Silicon wafers are scored and then broken into the many small microchips that will he mounted into circuits. Two breaking methods are being compared. Out of 400 microchips broken by method A, 32 are unusable because of faulty breaks. Out of 400 microchips broken by method B, only 28 are unusable. Estimate the difference between proportions of improperly broken microchips for the two breaking methods.
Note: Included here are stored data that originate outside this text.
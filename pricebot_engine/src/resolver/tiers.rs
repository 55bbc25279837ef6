//! The structural matching tiers. Everything here is pure: the resolver decides which tier's candidates survive the
//! publication filter.
use std::fmt::Display;

use crate::{
    catalog::CatalogEntry,
    resolver::text::{strip_quotes, words},
};

/// The text-based tiers, in the order they are attempted.
#[derive(Debug, Clone, Copy, PartialEq, Eq)]
pub enum Tier {
    /// Every query word is a whole word of the name.
    Words,
    Prefix,
    Suffix,
    Substring,
}

impl Tier {
    pub const STRUCTURAL: [Tier; 4] = [Tier::Words, Tier::Prefix, Tier::Suffix, Tier::Substring];
}

impl Display for Tier {
    fn fmt(&self, f: &mut std::fmt::Formatter<'_>) -> std::fmt::Result {
        match self {
            Tier::Words => f.write_str("word"),
            Tier::Prefix => f.write_str("prefix"),
            Tier::Suffix => f.write_str("suffix"),
            Tier::Substring => f.write_str("substring"),
        }
    }
}

struct ViewEntry<'a> {
    entry: &'a CatalogEntry,
    // lowercased name, quote-free in a stripped view
    folded: String,
    // lowercased, always quote-free
    words: Vec<String>,
}

/// The catalog as the tiers see it. A quote-stripped view compares against names with quotes removed, but candidates
/// always refer back to the original entries.
pub struct CatalogView<'a> {
    entries: Vec<ViewEntry<'a>>,
}

impl<'a> CatalogView<'a> {
    pub fn plain(catalog: &'a [CatalogEntry]) -> Self {
        Self::build(catalog, false)
    }

    pub fn quote_stripped(catalog: &'a [CatalogEntry]) -> Self {
        Self::build(catalog, true)
    }

    fn build(catalog: &'a [CatalogEntry], strip: bool) -> Self {
        let entries = catalog
            .iter()
            .filter(|e| e.has_name())
            .map(|entry| {
                let folded = if strip { strip_quotes(&entry.name).to_lowercase() } else { entry.name.to_lowercase() };
                ViewEntry { entry, folded, words: words(&entry.name) }
            })
            .collect();
        Self { entries }
    }

    /// All entries matching `query` under the given tier. `query` must already be whitespace-normalised.
    pub fn candidates(&self, tier: Tier, query: &str) -> Vec<&'a CatalogEntry> {
        let needle = query.to_lowercase();
        if needle.is_empty() {
            return Vec::new();
        }
        match tier {
            Tier::Words => {
                let wanted = words(query);
                if wanted.is_empty() {
                    return Vec::new();
                }
                self.select(|e| wanted.iter().all(|w| e.words.contains(w)))
            },
            Tier::Prefix => self.select(|e| e.folded.starts_with(&needle)),
            Tier::Suffix => self.select(|e| e.folded.ends_with(&needle)),
            Tier::Substring => self.select(|e| e.folded.contains(&needle)),
        }
    }

    fn select<F>(&self, predicate: F) -> Vec<&'a CatalogEntry>
    where F: Fn(&ViewEntry<'a>) -> bool {
        self.entries.iter().filter(|e| predicate(*e)).map(|e| e.entry).collect()
    }

    pub fn len(&self) -> usize {
        self.entries.len()
    }

    pub fn is_empty(&self) -> bool {
        self.entries.is_empty()
    }
}

/// Pick the entry with the shortest name; equal lengths go to the lowest id.
pub fn shortest_name<'a, I>(candidates: I) -> Option<&'a CatalogEntry>
where I: IntoIterator<Item = &'a CatalogEntry> {
    candidates.into_iter().min_by(|a, b| a.name.chars().count().cmp(&b.name.chars().count()).then(a.id.cmp(&b.id)))
}
use std::{env, env::VarError};

/// The bot takes no arguments, so any argument prints the help text instead of starting it.
pub fn handle_command_line_args() -> bool {
    let has_cli_args = env::args().count() > 1;
    if has_cli_args {
        display_readme();
        display_envs();
    }
    has_cli_args
}

fn display_readme() {
    const README: &str = include_str!("./cli-help.txt");
    println!("\n{README}\n");
}

fn display_envs() {
    const DISPLAY_ENVS: [&str; 9] = [
        "RUST_LOG",
        "PRICEBOT_CATALOG_DIR",
        "PRICEBOT_PRICE_SHEET",
        "PRICEBOT_CATALOG_REFRESH_INTERVAL",
        "PRICEBOT_TRACKING_INTERVAL",
        "PRICEBOT_TRACKING_DURATION",
        "PRICEBOT_MAX_TRACKING_DURATION",
        "PRICEBOT_DEFAULT_REGION",
        "PRICEBOT_FUZZY_MATCHING",
    ];

    println!("Current environment values:");
    DISPLAY_ENVS.iter().for_each(|&name| {
        let val = match env::var(name) {
            Ok(s) => s,
            Err(VarError::NotPresent) => "Not set".into(),
            Err(VarError::NotUnicode(s)) => format!("Invalid value: {}", s.to_string_lossy()),
        };
        println!("  {name:<35} {val:<15}");
    })
}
Use a confidence coefficient of 0.95. Which method of breaking would you recommend?

Answer 1

a

The estimate is
`- 0.0265\le K \le 0.0465`

b

Method B this is because the faulty breaks are less

Explanation:

The number of microchips broken in method A is
`n_1 = 400`

The number of faulty breaks of method A is
`X_1 = 32`

The number of microchips broken in method B is
`n_2 = 400`

The number of faulty breaks of method A is
`X_2 = 32`

The proportion of the faulty breaks to the total breaks in method A is

`p_1 = (32)/(400)`

`p_1 = 0.08`

The proportion of the faulty to the total breaks in method B is

`p_2 = (28)/(400)`

`p_2 = 0.07`

For this estimation the standard error is

`SE = \sqrt{ (p_1 (1 - p_1))/(n_1) + (p_2 (1- p_2 ))/(n_2) } }`

substituting values

`SE = \sqrt{ (0.08 (1 - 0.08))/(400) + (0.07 (1- 0.07 ))/(400) } }`

`SE = 0.0186`

The z-values of confidence coefficient of 0.95 from the z-table is

`z_(0.95) = 1.96`

The difference between proportions of improperly broken microchips for the two breaking methods is mathematically represented as

`K = [p_1 - p_2 ] \pm z_(0.95) * SE`

substituting values

`K = [0.08 - 0.07 ] \pm 1.96 *0.0186`

`K = - 0.0265 \ or \ K = 0.0465`

The interval of the difference between proportions of improperly broken microchips for the two breaking methods is

`- 0.0265\le K \le 0.0465`